"One of the most enlightened and adventurous films released in cinemas for some while.
Known alternatively as L’Apollonide, cynically retooled for the US as ‘House of Pleasures’ and then shorn of its delicious suffix, ‘Souvenirs de la Maison Close’ (‘Memories of a Bordello’), House of Tolerance is a subtly licentious provocation from French director Bertrand Bonello (The Pornographer) in which the inner workings of a Parisian brothel are languorously moulded into a biting metaphor on the ills of global capitalism.

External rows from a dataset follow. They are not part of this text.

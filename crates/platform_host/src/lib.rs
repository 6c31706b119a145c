//! Typed host-service contracts and in-memory adapters used by the desktop runtime and its apps.
//!
//! Every service is a trait returning boxed single-threaded futures so browser and test hosts can
//! supply their own adapters. The in-memory and no-op adapters here back tests and offline hosts.

#![warn(missing_docs, rustdoc::broken_intra_doc_links)]

pub mod agent;
pub mod devices;
pub mod host;
pub mod storage;
pub mod time;

pub use agent::{
    parse_agent_reply, AgentError, AgentFuture, AgentReply, AgentService, ChatMessage,
    MessageSender, MockAgent, NoopAgentService, ToolCallEnvelope, ToolCallRequest,
    ToolManifestItem,
};
pub use devices::{
    DeviceRecord, DeviceScanError, DeviceScanFuture, DeviceScanState, DeviceScanner,
    DiscoveredDevice, NoopDeviceScanner, ScriptedDeviceScanner, UNKNOWN_DEVICE_NAME,
};
pub use host::HostServices;
pub use storage::prefs::{
    load_pref_with, save_pref_with, MemoryPrefsStore, PrefsStore, PrefsStoreFuture,
};
pub use storage::tools::{
    default_tool_definitions, seed_default_tools, MemoryToolStore, PrefsToolStore,
    ToolDefinition, ToolParameter, ToolStore, ToolStoreError, ToolStoreFuture, TOOLS_PREFS_KEY,
};
pub use time::{next_monotonic_timestamp_ms, unique_token, unix_time_ms_now};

Despite its luxuriant Belle Époque milieu – all velvet, silk and feathers – the film’s closest cinematic kissing-cousin is Robert Altman’s McCabe & Mrs. Miller, another tale of a commercial dream gone sour; one where the business of prostitution is the moral representative of commerce at large.

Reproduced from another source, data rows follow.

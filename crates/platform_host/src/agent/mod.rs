//! Conversational agent contracts.
//!
//! The agent answers free text. A reply that is a JSON object of the form
//! `{"tool_call": {"name": ..., "arguments": {...}}}` asks the caller to run a stored tool and
//! post the result back with [`AgentService::send_tool_result`].

mod mock;

use std::{future::Future, pin::Pin};

use serde::{Deserialize, Serialize};
use serde_json::{Map, Value};
use thiserror::Error;

pub use mock::MockAgent;

/// Author of a transcript message.
#[derive(Debug, Clone, Copy, PartialEq, Eq, Hash, Serialize, Deserialize)]
#[serde(rename_all = "snake_case")]
pub enum MessageSender {
    /// Typed by the user.
    User,
    /// Produced by the agent.
    Ai,
    /// Status emitted by the host application.
    System,
    /// Output of a tool run.
    ToolResult,
}

/// One transcript entry.
#[derive(Debug, Clone, PartialEq, Eq, Serialize, Deserialize)]
pub struct ChatMessage {
    /// Unique message id.
    pub id: String,
    /// Message body.
    pub text: String,
    /// Author.
    pub sender: MessageSender,
    /// Creation time in unix milliseconds.
    pub timestamp_ms: u64,
    /// Tool the message is about, for tool status and results.
    #[serde(default, skip_serializing_if = "Option::is_none")]
    pub tool_name: Option<String>,
}

/// Tool summary offered to the agent with each request.
#[derive(Debug, Clone, PartialEq, Eq, Serialize, Deserialize)]
#[serde(rename_all = "camelCase")]
pub struct ToolManifestItem {
    /// Tool name the agent must use in a tool call.
    pub tool_name: String,
    /// What the tool does.
    pub description: String,
}

/// Tool invocation requested by the agent.
#[derive(Debug, Clone, PartialEq, Serialize, Deserialize)]
pub struct ToolCallRequest {
    /// Name of the stored tool.
    pub name: String,
    /// Named arguments.
    #[serde(default)]
    pub arguments: Map<String, Value>,
}

/// Wire shape of a tool-call reply.
#[derive(Debug, Clone, PartialEq, Serialize, Deserialize)]
pub struct ToolCallEnvelope {
    /// Requested call.
    pub tool_call: ToolCallRequest,
}

/// Parsed agent reply.
#[derive(Debug, Clone, PartialEq)]
pub enum AgentReply {
    /// Plain answer to show the user.
    Text(String),
    /// Request to run a tool.
    ToolCall(ToolCallRequest),
}

/// Classifies raw reply text. Anything that is not a tool-call object with a non-empty name is
/// plain text.
pub fn parse_agent_reply(raw: &str) -> AgentReply {
    match serde_json::from_str::<ToolCallEnvelope>(raw) {
        Ok(envelope) if !envelope.tool_call.name.is_empty() => {
            AgentReply::ToolCall(envelope.tool_call)
        }
        _ => AgentReply::Text(raw.to_string()),
    }
}

/// Agent request failures.
#[derive(Debug, Clone, PartialEq, Eq, Error)]
pub enum AgentError {
    /// No backend is configured on this host.
    #[error("agent backend is unavailable")]
    Unavailable,
    /// The backend was reached but the request failed.
    #[error("agent request failed: {0}")]
    Request(String),
}

/// Object-safe boxed future used by [`AgentService`].
pub type AgentFuture<'a, T> = Pin<Box<dyn Future<Output = T> + 'a>>;

/// Host service for the conversational backend.
pub trait AgentService {
    /// Sends user text with the conversation so far and the available tools.
    ///
    /// Returns the raw reply text; see [`parse_agent_reply`].
    fn send_message<'a>(
        &'a self,
        text: &'a str,
        history: &'a [ChatMessage],
        manifest: &'a [ToolManifestItem],
    ) -> AgentFuture<'a, Result<String, AgentError>>;

    /// Posts a tool result for the user message that triggered the call and returns the final
    /// answer text.
    fn send_tool_result<'a>(
        &'a self,
        original_message: &'a str,
        tool_name: &'a str,
        result: &'a Value,
    ) -> AgentFuture<'a, Result<String, AgentError>>;
}

#[derive(Debug, Clone, Copy, Default)]
/// Agent for hosts without a backend; every request fails with [`AgentError::Unavailable`].
pub struct NoopAgentService;

impl AgentService for NoopAgentService {
    fn send_message<'a>(
        &'a self,
        _text: &'a str,
        _history: &'a [ChatMessage],
        _manifest: &'a [ToolManifestItem],
    ) -> AgentFuture<'a, Result<String, AgentError>> {
        Box::pin(async { Err(AgentError::Unavailable) })
    }

    fn send_tool_result<'a>(
        &'a self,
        _original_message: &'a str,
        _tool_name: &'a str,
        _result: &'a Value,
    ) -> AgentFuture<'a, Result<String, AgentError>> {
        Box::pin(async { Err(AgentError::Unavailable) })
    }
}

#[cfg(test)]
mod tests {
    use pretty_assertions::assert_eq;
    use serde_json::json;

    use super::*;

    #[test]
    fn tool_call_objects_parse_as_tool_calls() {
        let reply = parse_agent_reply(
            r#"{"tool_call":{"name":"calculator","arguments":{"expression":"2+2"}}}"#,
        );
        let AgentReply::ToolCall(call) = reply else {
            panic!("expected tool call");
        };
        assert_eq!(call.name, "calculator");
        assert_eq!(call.arguments.get("expression"), Some(&json!("2+2")));
    }

    #[test]
    fn other_replies_stay_text() {
        for raw in [
            "Hello there",
            "{\"answer\": 42}",
            "{\"tool_call\": {\"name\": \"\"}}",
            "[1, 2]",
        ] {
            assert_eq!(parse_agent_reply(raw), AgentReply::Text(raw.to_string()));
        }
    }

    #[test]
    fn transcript_senders_use_snake_case() {
        let message = ChatMessage {
            id: "m1".to_string(),
            text: "42".to_string(),
            sender: MessageSender::ToolResult,
            timestamp_ms: 1,
            tool_name: Some("calculator".to_string()),
        };
        let value = serde_json::to_value(&message).expect("serialize");
        assert_eq!(value["sender"], "tool_result");
    }
}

There is no traditional three-act plot here, we are simply asked to monitor the daily lives of a diverse group of prostitutes who cosily cater for all perversions.These women – each one delivering a remarkable, committed performance – give the impression of dominance, but as time rolls on, faces are disfigured, social diseases wreak havoc, drug habits decrease sexual productivity and the ravages of age take their aesthetic toll.
All the while, the madame of the house purports to safeguard her beauties when in fact she’s doing her very best to trap them inside a system which hinges on their willingness to self- abase for cash. Bar a couple of rural outings, House of Tolerance rarely leaves the confines of the brothel. In so doing, the claustrophobia of the environment really hits home, addressing a shortfall in the film’s US title: no pleasure is taken from this work.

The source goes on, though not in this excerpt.